1. You most certainly want to fallback to allocating pages in a smaller
granularity once you run out of bigger allocations. Sacrifice
performance for memory inflation, which has always been the case and
which is what people expect to happen. (e.g., to shrink the page cache
properly)

2. You are essentially stealing THPs in the guest. So the fastest
mapping (THP in guest and host) is gone. The guest won't be able to make
use of THP where it previously was able to. I can imagine this implies a
performance degradation for some workloads. This needs a proper
performance evaluation.

3. The pages you allocate are not migrateable, e.g., for memory
offlining or alloc_contig_range() users like gigantic pages or soon
virtio-mem. I strongly dislike that. This is IMHO a step backwards. We
want to be able to migrate or even split-up and migrate such pages.

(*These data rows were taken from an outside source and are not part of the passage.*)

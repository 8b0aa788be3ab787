//! Pure conversion from a flat HOS timeline into per-day ELD log sheets.

use std::collections::BTreeMap;

use chrono::{NaiveDate, Timelike};
use serde::Serialize;

use crate::hos::{DutyStatus, TimelineEvent};

/// One 24-hour grid segment on a daily log sheet.
#[derive(Debug, Clone, Serialize)]
pub struct GridSegment {
    pub status: DutyStatus,
    pub start_hour: f64,
    pub end_hour: f64,
    pub duration_mins: i64,
}

/// Hours per duty status for a day's totals row. All four keys are always
/// present, zero if the status never occurred.
#[derive(Debug, Clone, Copy, Serialize, PartialEq)]
pub struct DutyTotals {
    #[serde(rename = "OFF")]
    pub off: f64,
    #[serde(rename = "SB")]
    pub sleeper_berth: f64,
    #[serde(rename = "D")]
    pub driving: f64,
    #[serde(rename = "ON")]
    pub on_duty: f64,
}

impl DutyTotals {
    fn zero() -> Self {
        Self {
            off: 0.0,
            sleeper_berth: 0.0,
            driving: 0.0,
            on_duty: 0.0,
        }
    }

    /// Sum of all four fields; should equal `24.0` within rounding slack for
    /// any log built from a full day.
    pub fn total_hours(&self) -> f64 {
        self.off + self.sleeper_berth + self.driving + self.on_duty
    }
}

/// A single remark line: a non-driving event worth calling out on the log
/// sheet (stop, break, rest, restart).
#[derive(Debug, Clone, Serialize)]
pub struct Remark {
    pub time: String,
    pub location: String,
    pub note: String,
}

/// One day's worth of ELD log sheet data.
#[derive(Debug, Clone, Serialize)]
pub struct DailyLog {
    pub date: NaiveDate,
    pub segments: Vec<GridSegment>,
    pub totals: DutyTotals,
    pub remarks: Vec<Remark>,
}

/// Splits a flat timeline into per-day [`DailyLog`] sheets.
///
/// `driver_name` is accepted for forward compatibility (a future per-driver
/// remark prefix) but does not currently affect the output.
///
/// # Examples
///
/// ```
/// use eld_trip_planner::log_builder::build_daily_logs;
///
/// assert!(build_daily_logs(&[], "Driver").is_empty());
/// ```
pub fn build_daily_logs(timeline: &[TimelineEvent], driver_name: &str) -> Vec<DailyLog> {
    let _ = driver_name;

    if timeline.is_empty() {
        return Vec::new();
    }

    split_by_date(timeline)
        .into_iter()
        .map(|(date, events)| {
            let segments = to_grid_segments(&events, date);
            DailyLog {
                date,
                totals: sum_totals(&segments),
                remarks: remarks(&events),
                segments,
            }
        })
        .collect()
}

/// Splits events that span midnight into per-date slices. Ordering within a
/// date is preserved from the source timeline.
fn split_by_date(timeline: &[TimelineEvent]) -> BTreeMap<NaiveDate, Vec<TimelineEvent>> {
    let mut daily: BTreeMap<NaiveDate, Vec<TimelineEvent>> = BTreeMap::new();

    for ev in timeline {
        let mut cur = ev.start_time;
        let end = ev.end_time;

        while cur.date() < end.date() {
            let midnight = cur
                .date()
                .succ_opt()
                .expect("date arithmetic stays in range for any real trip")
                .and_hms_opt(0, 0, 0)
                .expect("midnight is always a valid time");

            let mut slice = ev.clone();
            slice.start_time = cur;
            slice.end_time = midnight;
            slice.duration_mins = (midnight - cur).num_minutes();
            daily.entry(cur.date()).or_default().push(slice);

            cur = midnight;
        }

        if cur < end {
            let mut slice = ev.clone();
            slice.start_time = cur;
            slice.end_time = end;
            slice.duration_mins = (end - cur).num_minutes();
            daily.entry(cur.date()).or_default().push(slice);
        }
    }

    daily
}

/// Converts a date's event slices into `{status, start_hour, end_hour}` grid
/// segments in `[0, 24]`, then fills any gaps with `OFF`.
fn to_grid_segments(events: &[TimelineEvent], date: NaiveDate) -> Vec<GridSegment> {
    let mut raw = Vec::new();

    for ev in events {
        let sh = ev.start_time.hour() as f64 + ev.start_time.minute() as f64 / 60.0;
        let eh = if ev.end_time.date() > date {
            24.0
        } else {
            ev.end_time.hour() as f64 + ev.end_time.minute() as f64 / 60.0
        };

        let sh = sh.clamp(0.0, 24.0);
        let eh = eh.clamp(sh, 24.0);

        if eh > sh {
            raw.push(GridSegment {
                status: ev.status,
                start_hour: round2(sh),
                end_hour: round2(eh),
                duration_mins: ev.duration_mins,
            });
        }
    }

    fill_gaps(raw)
}

/// Fills any gap in the 24-hour grid with `OFF`. A date with no events
/// produces exactly one segment: `OFF [0, 24]`.
fn fill_gaps(segments: Vec<GridSegment>) -> Vec<GridSegment> {
    if segments.is_empty() {
        return vec![GridSegment {
            status: DutyStatus::Off,
            start_hour: 0.0,
            end_hour: 24.0,
            duration_mins: 1440,
        }];
    }

    let mut result = Vec::with_capacity(segments.len() + 2);

    if segments[0].start_hour > 0.0 {
        result.push(GridSegment {
            status: DutyStatus::Off,
            start_hour: 0.0,
            end_hour: segments[0].start_hour,
            duration_mins: (segments[0].start_hour * 60.0) as i64,
        });
    }

    for (i, seg) in segments.iter().enumerate() {
        result.push(seg.clone());

        if let Some(next) = segments.get(i + 1) {
            if seg.end_hour < next.start_hour {
                let gap = next.start_hour - seg.end_hour;
                result.push(GridSegment {
                    status: DutyStatus::Off,
                    start_hour: seg.end_hour,
                    end_hour: next.start_hour,
                    duration_mins: (gap * 60.0) as i64,
                });
            }
        }
    }

    if let Some(last) = result.last() {
        if last.end_hour < 24.0 {
            let start_hour = last.end_hour;
            result.push(GridSegment {
                status: DutyStatus::Off,
                start_hour,
                end_hour: 24.0,
                duration_mins: ((24.0 - start_hour) * 60.0) as i64,
            });
        }
    }

    result
}

fn sum_totals(segments: &[GridSegment]) -> DutyTotals {
    let mut totals = DutyTotals::zero();

    for seg in segments {
        let hrs = seg.end_hour - seg.start_hour;
        match seg.status {
            DutyStatus::Off => totals.off += hrs,
            DutyStatus::SleeperBerth => totals.sleeper_berth += hrs,
            DutyStatus::Driving => totals.driving += hrs,
            DutyStatus::OnDuty => totals.on_duty += hrs,
        }
    }

    totals.off = round2(totals.off);
    totals.sleeper_berth = round2(totals.sleeper_berth);
    totals.driving = round2(totals.driving);
    totals.on_duty = round2(totals.on_duty);
    totals
}

/// Non-driving events worth surfacing as remarks: any event with a non-empty
/// note that doesn't start with "Driving".
fn remarks(events: &[TimelineEvent]) -> Vec<Remark> {
    events
        .iter()
        .filter(|ev| !ev.note.is_empty() && !ev.note.starts_with("Driving"))
        .map(|ev| Remark {
            time: ev.start_time.format("%H:%M").to_string(),
            location: ev.location.clone(),
            note: ev.note.clone(),
        })
        .collect()
}

fn round2(x: f64) -> f64 {
    (x * 100.0).round() / 100.0
}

Assume the guest could make good use of a THP somewhere. Who says it
wouldn't be better to sacrifice a huge balloon page to be able to use
THP both in the guest and the host for that mapping? I am not convinced
stealing possible THPs in the guest and not being able to split them up
is really what we want performance wise.


4. I think we also want a better mechanism to directly inflate/deflate
higher/order pages and not reuse the 4k inflate/deflate queues.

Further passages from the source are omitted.